Eine spannungsreiche Gegenüberstellung, die das Interesse für das Fremde, Andersartige zu wecken versteht und den Blick auf das Gemeinsame, Verbindende lenkt.

⇒ Die SAMMLUNG PETER CORETH will zu einem anthropologischen Kunstverständnis beitragen, indem sie Formfragen als Sinnfragen zur Darstellung bringt. Im Zentrum stehen die bedeutungsvermittelnden Eigenschaften von Kunstwerken und anderen Zeugnissen der materiellen Kultur. Diese veranschaulichen den Wandel künstlerischer Motivik und Formensprache vor dem Hintergrund der Evolution von Magie, Mythos, religiösem und rationalem Denken.

In einem weitgespannten Bogen erschließt sich die phänomenale Vielfalt, aber auch die fundamentale Gemeinsamkeit im Kunstwollen der Völker, erhellen sich innere Beweggründe, Leitlinien und formale Grundmuster. Der globale Bezugsrahmen der Ausstellung war ein unumgängliches Wagnis, weil erst durch ihn ein vergleichendes Betrachten ermöglicht und ein komplexeres Kunstverständnis stimuliert wird. Damit ging freilich der Zwang zur Beschränkung auf wenige Grundmotive einher.
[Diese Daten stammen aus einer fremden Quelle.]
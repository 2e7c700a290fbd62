//! Core library for the Event Sounds engine.
//!
//! Turns the motion of tracked points (typically armature bones) into sound
//! events on a timeline. Each module owns one stage: sampling motion,
//! detecting threshold crossings, deriving volume and pan, choosing sounds,
//! packing events onto tracks, and exporting the packed result to an
//! external editor running at another frame rate.

pub mod assets;
pub mod config;
pub mod detection;
pub mod error;
pub mod export;
pub mod mapping;
pub mod motion;
pub mod pipeline;
pub mod record;
pub mod selection;
pub mod timeline;

pub use assets::{display_path, AssetStore, DEFAULT_ASSET_SECONDS};
pub use config::{
    DetectionConfig, DuplicationConfig, EventSoundsConfig, InsertionConfig, MappingConfig,
    ScheduleConfig,
};
pub use detection::{detect_crossings, CrossingDetector, CrossingEvent, Direction};
pub use error::{EventSoundError, Result};
pub use export::{
    convert_frame, CatalogEntry, DestinationTimeline, ExportReport, FrameMapping,
    MemoryDestination, TimelineExporter,
};
pub use mapping::{map_parameters, CameraContext, EventParameters, ParameterMapper, VolumeRange};
pub use motion::{
    Axis, CameraGeometry, CursorGuard, FrameRange, MotionSource, StaticCamera, TrackedPoint, Vec3,
};
pub use pipeline::{EventSoundEngine, SceneContext};
pub use record::MotionRecording;
pub use selection::{select_assets, SoundSource};
pub use timeline::{
    assign_tracks, schedule_tracks, AudioEvent, HostApi, Interval, LocalTimeline, MemoryTimeline,
    PendingEvent, PlacementReport,
};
Das Konzept der Dauerausstellung wird von der Architektur der Säulenhalle unterstützt, in der jede Arkade einem bestimmten Thema gewidmet ist. Die Objekte treten nicht als verwirrende Einzelphänomene, sondern in ihrer thematischen oder funktionellen Zusammengehörigkeit ins Blickfeld, denn sie sollen als vielgestaltiger Ausdruck menschlicher Orientierung begriffen werden. Keinesfalls wird der Anspruch erhoben, ganze Kulturkreise und ihre zentralen Fragestellungen abzudecken bzw. repräsentativ zu dokumentieren. Das MUSEUM HUMANUM zeigt Beispiele zur Evolution der Kunst und ist als kleiner Schauplatz großer menschlicher Themen gedacht.
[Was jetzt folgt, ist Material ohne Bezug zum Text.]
use std::path::Path;

use rand::{rngs::StdRng, SeedableRng};

use crate::{
    assets::AssetStore,
    config::EventSoundsConfig,
    mapping::CameraContext,
    motion::{CameraGeometry, FrameRange, MotionSource, TrackedPoint},
    selection::verify_assets,
    timeline::{
        assign_tracks, place_events, AudioEvent, LocalTimeline, PendingEvent, PlacementReport,
    },
    EventSoundError, Result,
};

/// Scene facts the engine needs besides the motion itself.
#[derive(Clone, Copy)]
pub struct SceneContext<'a> {
    pub fps: f64,
    /// Playback range, used unless the configuration overrides it.
    pub frame_range: FrameRange,
    /// Every point the source can sample.
    pub available_points: &'a [TrackedPoint],
    pub camera: Option<&'a dyn CameraGeometry>,
}

/// Runs detection, parameter mapping, sound selection and track packing
/// with one configuration and one random source.
#[derive(Debug)]
pub struct EventSoundEngine {
    config: EventSoundsConfig,
    rng: StdRng,
}

impl EventSoundEngine {
    pub fn new(config: EventSoundsConfig) -> Result<Self> {
        config.validate()?;
        let rng = match config.seed {
            Some(seed) => StdRng::seed_from_u64(seed),
            None => StdRng::from_entropy(),
        };
        Ok(Self { config, rng })
    }

    pub fn config(&self) -> &EventSoundsConfig {
        &self.config
    }

    /// Asset registry preloaded with the configured durations.
    pub fn asset_store(&self) -> AssetStore {
        let mut store = AssetStore::new();
        for (path, seconds) in &self.config.schedule.declared_durations {
            store.declare_duration(path.clone(), *seconds);
        }
        store
    }

    /// Produces scheduled sound events, tracks starting at `base_track`.
    /// Clip lengths come from `assets` at the scene frame rate.
    pub fn run<S: MotionSource>(
        &mut self,
        source: S,
        scene: SceneContext<'_>,
        base_track: u32,
        assets: &mut AssetStore,
    ) -> Result<Vec<AudioEvent>> {
        let fps = scene.fps;
        self.schedule(source, scene, base_track, &mut |path: &Path| {
            assets.duration_frames(path, fps)
        })
    }

    /// Runs against a local timeline and writes the result onto it. Tracks
    /// start at the configured base, or above every existing clip. Clip
    /// lengths are the ones the timeline itself will give each clip.
    pub fn run_on_timeline<S: MotionSource>(
        &mut self,
        source: S,
        scene: SceneContext<'_>,
        timeline: &mut dyn LocalTimeline,
    ) -> Result<(Vec<AudioEvent>, PlacementReport)> {
        let base_track = self
            .config
            .schedule
            .base_track
            .unwrap_or_else(|| timeline.next_free_channel());
        let events = self.schedule(source, scene, base_track, &mut |path: &Path| {
            timeline.clip_length(path)
        })?;
        let report = place_events(timeline, &events, &self.config.schedule.clip_prefix);
        Ok((events, report))
    }

    fn schedule<S: MotionSource>(
        &mut self,
        source: S,
        scene: SceneContext<'_>,
        base_track: u32,
        clip_length: &mut dyn FnMut(&Path) -> i64,
    ) -> Result<Vec<AudioEvent>> {
        if !(scene.fps > 0.0) {
            return Err(EventSoundError::invalid("scene frame rate must be positive"));
        }
        if base_track == 0 {
            return Err(EventSoundError::invalid("base track must be at least 1"));
        }

        verify_assets(self.config.selection.assets())?;
        let points = self.resolve_points(scene.available_points)?;
        let range = self.config.detection.frame_range.unwrap_or(scene.frame_range);
        let crossings = self.config.detection.detector.detect(source, range, &points)?;
        if crossings.is_empty() {
            tracing::info!(start = range.start, end = range.end, "no crossings detected");
        }

        let camera = scene.camera.map(|camera| CameraContext {
            camera,
            distance: self.config.mapping.distance,
            pan: self.config.mapping.pan,
        });
        let parameters = self
            .config
            .mapping
            .mapper
            .map(&crossings, camera.as_ref(), &mut self.rng)?;
        let picks = self
            .config
            .selection
            .select(crossings.keys().copied(), &mut self.rng)?;

        let mut pending = Vec::with_capacity(crossings.len());
        for (frame, crossing) in &crossings {
            let (Some(params), Some(asset)) = (parameters.get(frame), picks.get(frame)) else {
                tracing::warn!(frame, "crossing without parameters or sound, skipped");
                continue;
            };
            pending.push(PendingEvent {
                frame: *frame,
                duration_frames: clip_length(asset),
                source_id: crossing.source_id.clone(),
                asset_path: asset.clone(),
                volume: params.volume,
                pan: params.pan,
            });
        }

        let events = assign_tracks(pending, base_track);
        let tracks_used = events.iter().map(|e| e.track).max().map(|top| top - base_track + 1);
        tracing::info!(
            events = events.len(),
            tracks = tracks_used.unwrap_or(0),
            base_track,
            "scheduled sound events"
        );
        Ok(events)
    }

    fn resolve_points(&self, available: &[TrackedPoint]) -> Result<Vec<TrackedPoint>> {
        let wanted = &self.config.detection.points;
        if wanted.is_empty() {
            return Ok(available.to_vec());
        }
        if available.is_empty() {
            return Ok(wanted.iter().map(TrackedPoint::new).collect());
        }

        let mut points = Vec::with_capacity(wanted.len());
        for id in wanted {
            if available.iter().any(|point| &point.id == id) {
                points.push(TrackedPoint::new(id.clone()));
            } else {
                tracing::warn!(point = %id, "configured point not found, ignoring it");
            }
        }
        if points.is_empty() {
            return Err(EventSoundError::invalid(
                "none of the configured tracked points exist",
            ));
        }
        Ok(points)
    }
}

#[cfg(test)]
mod tests {
    use super::*;
    use crate::{
        detection::Direction,
        motion::StaticCamera,
        record::{Keyframe, MotionRecording},
        selection::SoundSource,
        timeline::{HostApi, MemoryTimeline, PlacedClip},
        Vec3,
    };
    use std::path::PathBuf;
    use tempfile::TempDir;

    fn key(frame: i64, z: f64) -> Keyframe {
        Keyframe {
            frame,
            position: [1.0, 5.0, z],
        }
    }

    /// Two feet stepping through the floor plane.
    fn walk() -> MotionRecording {
        let mut recording = MotionRecording::new(24.0, FrameRange::new(1, 40));
        recording.push_point(
            "foot.L",
            vec![key(1, 1.0), key(5, -1.0), key(15, 1.0), key(19, -1.0)],
        );
        recording.push_point("foot.R", vec![key(1, 1.0), key(8, 1.0), key(10, -3.0)]);
        recording
    }

    fn scene(points: &[TrackedPoint]) -> SceneContext<'_> {
        SceneContext {
            fps: 24.0,
            frame_range: FrameRange::new(1, 40),
            available_points: points,
            camera: None,
        }
    }

    /// Two step sounds on disk, each declared half a second long.
    fn steps() -> (TempDir, Vec<PathBuf>) {
        let dir = tempfile::tempdir().unwrap();
        let paths: Vec<PathBuf> = ["step_a.mp3", "step_b.mp3"]
            .iter()
            .map(|name| {
                let path = dir.path().join(name);
                std::fs::write(&path, b"ID3").unwrap();
                path
            })
            .collect();
        (dir, paths)
    }

    fn config(paths: &[PathBuf]) -> EventSoundsConfig {
        let mut config = EventSoundsConfig::default();
        config.detection.detector.direction = Direction::Down;
        config.selection = SoundSource::random(paths.iter().cloned());
        for path in paths {
            config.schedule.declared_durations.insert(path.clone(), 0.5);
        }
        config.seed = Some(1234);
        config
    }

    fn assert_no_channel_overlap(clips: &[PlacedClip]) {
        for (i, a) in clips.iter().enumerate() {
            for b in &clips[i + 1..] {
                if a.channel == b.channel {
                    assert!(
                        a.frame_end <= b.frame_start || b.frame_end <= a.frame_start,
                        "{a:?} overlaps {b:?}"
                    );
                }
            }
        }
    }

    #[test]
    fn produces_scheduled_events_and_restores_cursor() {
        let (_dir, paths) = steps();
        let mut recording = walk();
        recording.set_current_frame(17);
        let points = recording.tracked_points();

        let mut engine = EventSoundEngine::new(config(&paths)).unwrap();
        let mut assets = engine.asset_store();
        let events = engine
            .run(&mut recording, scene(&points), 3, &mut assets)
            .unwrap();

        // foot.L falls through 0 at frame 3 and 17, foot.R at frame 9.
        let frames: Vec<_> = events.iter().map(|e| e.frame).collect();
        assert_eq!(frames, vec![3, 9, 17]);
        assert_eq!(events[1].source_id, "foot.R");
        assert!(events.iter().all(|e| e.duration_frames == 12));
        let tracks: Vec<_> = events.iter().map(|e| e.track).collect();
        // [3, 15) and [9, 21) overlap; [17, 29) fits back after the first.
        assert_eq!(tracks, vec![3, 4, 3]);
        assert_eq!(recording.current_frame(), 17);
    }

    #[test]
    fn same_seed_same_events() {
        let (_dir, paths) = steps();
        let run = || {
            let mut recording = walk();
            let points = recording.tracked_points();
            let mut cfg = config(&paths);
            cfg.mapping.mapper.randomness = 0.5;
            let mut engine = EventSoundEngine::new(cfg).unwrap();
            let mut assets = engine.asset_store();
            engine
                .run(&mut recording, scene(&points), 1, &mut assets)
                .unwrap()
        };
        assert_eq!(run(), run());
    }

    #[test]
    fn empty_sound_source_aborts_the_run() {
        let (_dir, paths) = steps();
        let mut recording = walk();
        let points = recording.tracked_points();
        let mut cfg = config(&paths);
        cfg.selection = SoundSource::random(Vec::<PathBuf>::new());
        let mut engine = EventSoundEngine::new(cfg).unwrap();
        let err = engine
            .run(&mut recording, scene(&points), 1, &mut AssetStore::new())
            .unwrap_err();
        assert!(matches!(err, EventSoundError::NoAssetsAvailable));
    }

    #[test]
    fn missing_sound_file_aborts_the_run() {
        let (dir, mut paths) = steps();
        let gone = dir.path().join("deleted.wav");
        paths.push(gone.clone());
        let mut recording = walk();
        recording.set_current_frame(12);
        let points = recording.tracked_points();

        let mut engine = EventSoundEngine::new(config(&paths)).unwrap();
        let err = engine
            .run(&mut recording, scene(&points), 1, &mut AssetStore::new())
            .unwrap_err();
        assert!(matches!(err, EventSoundError::AssetNotFound(path) if path == gone));
        assert_eq!(recording.current_frame(), 12);
    }

    #[test]
    fn unknown_configured_points_are_rejected() {
        let (_dir, paths) = steps();
        let mut recording = walk();
        let points = recording.tracked_points();
        let mut cfg = config(&paths);
        cfg.detection.points = vec!["tail".to_string()];
        let mut engine = EventSoundEngine::new(cfg).unwrap();
        assert!(engine
            .run(&mut recording, scene(&points), 1, &mut AssetStore::new())
            .is_err());
    }

    #[test]
    fn writes_onto_fresh_channels_of_local_timeline() {
        let (_dir, paths) = steps();
        let mut recording = walk();
        let points = recording.tracked_points();
        let camera = StaticCamera {
            position: Vec3::new(0.0, -10.0, 0.0),
            forward: Vec3::new(0.0, 1.0, 0.0),
            horizontal_fov: std::f64::consts::FRAC_PI_2,
        };
        let scene = SceneContext {
            camera: Some(&camera),
            ..scene(&points)
        };

        let mut cfg = config(&paths);
        cfg.mapping.pan = true;
        let mut engine = EventSoundEngine::new(cfg).unwrap();
        let mut timeline =
            MemoryTimeline::with_assets(HostApi::Strips, 24.0, 1, engine.asset_store());
        timeline
            .add_sound_clip("music", std::path::Path::new("music.mp3"), 2, 1)
            .unwrap();

        let (events, report) = engine
            .run_on_timeline(&mut recording, scene, &mut timeline)
            .unwrap();

        assert!(report.is_complete());
        assert_eq!(report.placed.len(), events.len());
        assert_eq!(events.iter().map(|e| e.track).min(), Some(3));
        assert!(events.iter().all(|e| e.pan > 0.0 && e.pan <= 1.0));
        assert!(events.iter().all(|e| e.duration_frames == 12));
        assert_eq!(timeline.clips().len(), 1 + events.len());
        assert_no_channel_overlap(timeline.clips());
    }

    #[test]
    fn timeline_durations_decide_clip_lengths() {
        let (_dir, paths) = steps();
        let mut recording = walk();
        let points = recording.tracked_points();

        // The timeline knows none of the declared durations and falls back
        // to one second per clip.
        let mut timeline = MemoryTimeline::new(HostApi::Strips, 24.0, 1);
        let mut engine = EventSoundEngine::new(config(&paths)).unwrap();
        let (events, report) = engine
            .run_on_timeline(&mut recording, scene(&points), &mut timeline)
            .unwrap();

        assert!(report.is_complete());
        assert!(events.iter().all(|e| e.duration_frames == 24));
        assert!(timeline
            .clips()
            .iter()
            .all(|clip| clip.frame_end - clip.frame_start == 24));
        assert_no_channel_overlap(timeline.clips());
    }
}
Anliegen ist nicht die Belehrung, sondern die Verführung des Besuchers zu eigenem Betrachten und Reflektieren. Präsentationsprinzip ist die Synopsis, nicht das Ausloten der Einzelheit. Der Besucher kann das Konzept als offenes Denkmodell benützen und für seinen persönlichen Gebrauch adaptieren.

Öffnungszeiten: 1. Mai bis 3. Nov., DO bis SO 10.00 - 18.00 Uhr. Bitte vereinbaren Sie einen Besuchstermin!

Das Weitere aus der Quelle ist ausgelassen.